WHAT THE TASK REQUIRES
Transcribe all of the data, leaving nothing out and changing nothing.

-- -- --

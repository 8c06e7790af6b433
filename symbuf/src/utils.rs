pub fn join_into_string(c: impl IntoIterator<Item = impl ToString>, separator: &str) -> String {
    c.into_iter()
        .map(|d| d.to_string())
        .collect::<Vec<_>>()
        .join(separator)
}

-- -- --

EXPECTED ANSWER
repository 8c06e7790af6b433
filename symbuf/src/utils.rs
pub fn join_into_string(c: impl IntoIterator<Item = impl ToString>, separator: &str) -> String {
    c.into_iter()
        .map(|d| d.to_string())
        .collect::<Vec<_>>()
        .join(separator)
}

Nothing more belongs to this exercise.